Through those travails, Kay says he continued to make money as a painter -- by scheduling smaller paint jobs with a few other painters with whom he works -- and with the sales of his paint edger. He says sales during the summer of 2020 boosted his weekly earnings beyond anything he had made painting in any previous season.
“I was so busy during the pandemic when everybody was locked down and not able to work,” he says. “I had customers say, ‘Are you sick?’ I was during that time but my crew wasn’t. So we kept on working. … I stayed at home and I worked on this product (the paint edger) while still making more money than I ever had, during what’s usually a dead time of year for us.”
He says he attributes that to the grace of God.
“Everything I prayed for I got,” says Kay, who describes himself as spiritual and Christian but no longer a church-goer. “If I prayed for something, I got it when I needed it. If I needed money, I found jobs.”
He continues to pray for the relationship he once had. To pay for supplies he needed, he says he sold the 17-foot boat he and his girlfriend used on Lake Michigan. Enjoying that was something they shared. But he says he needed to take a step back from some things in his home life, in order to move forward with his business dream.

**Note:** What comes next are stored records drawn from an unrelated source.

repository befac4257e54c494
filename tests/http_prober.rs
use apiwatch::db::entities::tracked_api;
use apiwatch::db::enums::ApiStatus;
use apiwatch::monitoring::probe::DeprecationSignal;
use apiwatch::monitoring::{HttpProber, ProbeConfig, ProbeErrorKind, Prober};
use chrono::Utc;
use serde_json::json;
use std::time::Duration;
use wiremock::matchers::{header_exists, method, path};
use wiremock::{Mock, MockServer, ResponseTemplate};

fn tracked(url: &str, http_method: &str, expected_status: i32) -> tracked_api::Model {
    let now = Utc::now();
    tracked_api::Model {
        id: 7,
        user_id: 1,
        name: "Example".to_string(),
        base_url: url.to_string(),
        documentation_url: None,
        health_check_url: Some(format!("{url}/health")),
        http_method: http_method.to_string(),
        expected_status,
        check_interval_seconds: 300,
        current_status: ApiStatus::Unknown,
        last_checked: None,
        next_check_at: None,
        last_fingerprint: None,
        is_active: true,
        consecutive_failures: 0,
        created_at: now,
        updated_at: now,
    }
}

fn prober(timeout_seconds: u64) -> HttpProber {
    HttpProber::new(&ProbeConfig {
        timeout_seconds,
        ..Default::default()
    })
    .unwrap()
}

#[tokio::test]
async fn healthy_json_endpoint() {
    let server = MockServer::start().await;
    Mock::given(method("GET"))
        .and(path("/health"))
        .and(header_exists("user-agent"))
        .respond_with(ResponseTemplate::new(200).set_body_json(json!({"status": "ok", "uptime": 12})))
        .expect(1)
        .mount(&server)
        .await;

    let result = prober(5).probe(&tracked(&server.uri(), "GET", 200)).await;
    assert!(result.success);
    assert_eq!(result.status_code, Some(200));
    assert!(result.error_kind.is_none());
    assert_eq!(result.fingerprint.as_ref().map(String::len), Some(64));
    assert_eq!(result.deprecation, DeprecationSignal::None);
}

#[tokio::test]
async fn value_changes_keep_the_fingerprint() {
    let server = MockServer::start().await;
    Mock::given(path("/health"))
        .respond_with(ResponseTemplate::new(200).set_body_json(json!({"status": "ok", "uptime": 12})))
        .up_to_n_times(1)
        .mount(&server)
        .await;
    Mock::given(path("/health"))
        .respond_with(ResponseTemplate::new(200).set_body_json(json!({"status": "busy", "uptime": 99})))
        .mount(&server)
        .await;

    let p = prober(5);
    let api = tracked(&server.uri(), "GET", 200);
    let first = p.probe(&api).await;
    let second = p.probe(&api).await;
    assert_eq!(first.fingerprint, second.fingerprint);
}

#[tokio::test]
async fn same_family_status_still_succeeds() {
    let server = MockServer::start().await;
    Mock::given(method("POST"))
        .and(path("/health"))
        .respond_with(ResponseTemplate::new(204))
        .mount(&server)
        .await;

    let result = prober(5).probe(&tracked(&server.uri(), "post", 200)).await;
    assert!(result.success);
    assert_eq!(result.status_code, Some(204));
}

#[tokio::test]
async fn server_error_is_an_unexpected_status() {
    let server = MockServer::start().await;
    Mock::given(path("/health"))
        .respond_with(ResponseTemplate::new(503).set_body_string("maintenance"))
        .mount(&server)
        .await;

    let result = prober(5).probe(&tracked(&server.uri(), "GET", 200)).await;
    assert!(!result.success);
    assert_eq!(result.status_code, Some(503));
    assert_eq!(result.error_kind, Some(ProbeErrorKind::UnexpectedStatus));
    assert_eq!(
        result.error_message.as_deref(),
        Some("Expected status 200 but got 503")
    );
}

#[tokio::test]
async fn slow_endpoint_times_out() {
    let server = MockServer::start().await;
    Mock::given(path("/health"))
        .respond_with(ResponseTemplate::new(200).set_delay(Duration::from_secs(3)))
        .mount(&server)
        .await;

    let result = prober(1).probe(&tracked(&server.uri(), "GET", 200)).await;
    assert!(!result.success);
    assert_eq!(result.status_code, None);
    assert_eq!(result.error_kind, Some(ProbeErrorKind::Timeout));
}

#[tokio::test]
async fn refused_connection_is_a_connect_error() {
    let result = prober(2)
        .probe(&tracked("http://127.0.0.1:1", "GET", 200))
        .await;
    assert!(!result.success);
    assert_eq!(result.error_kind, Some(ProbeErrorKind::Connect));
    assert!(result.error_message.is_some());
}

#[tokio::test]
async fn unsupported_method_is_a_monitor_error() {
    let result = prober(2)
        .probe(&tracked("http://127.0.0.1:1", "GET /", 200))
        .await;
    assert_eq!(result.error_kind, Some(ProbeErrorKind::Monitor));
    assert!(result.is_monitor_error());
}

#[tokio::test]
async fn deprecation_header_is_reported() {
    let server = MockServer::start().await;
    Mock::given(path("/health"))
        .respond_with(
            ResponseTemplate::new(200)
                .insert_header("Deprecation", "@1735689600")
                .set_body_string("ok"),
        )
        .mount(&server)
        .await;

    let result = prober(5).probe(&tracked(&server.uri(), "GET", 200)).await;
    assert!(result.success);
    assert_eq!(result.deprecation, DeprecationSignal::Deprecated);
}
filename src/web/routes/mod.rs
pub mod alert_routes;
pub mod dashboard_routes;
pub mod tracked_api_routes;
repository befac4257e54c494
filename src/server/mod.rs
pub mod config;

“The whole goal for us was to always have a boat in South Haven,” he says. “And that’s one of the reasons I’m doing all this. I wanted that with her again.”
He hopes to push ahead with his product. With contacts he has made through SCORE, he and Howe say he should not have problems finding investors as he tries to ramp up production.
Asked about the ups and downs he’s had over the past two years, Kay says, with the exception of his love life, things have gone well.
“Everything worked,” he says, “I couldn’t fail. Everything that I tried -- every piece that I put together – everything worked constantly. And it’s the most bizarre thing. I can’t even explain it to people. It’s like trying to tell somebody what it’s like to have a baby. You couldn’t explain it. You have to live it."
All photos are courtesy of Daniel Kay.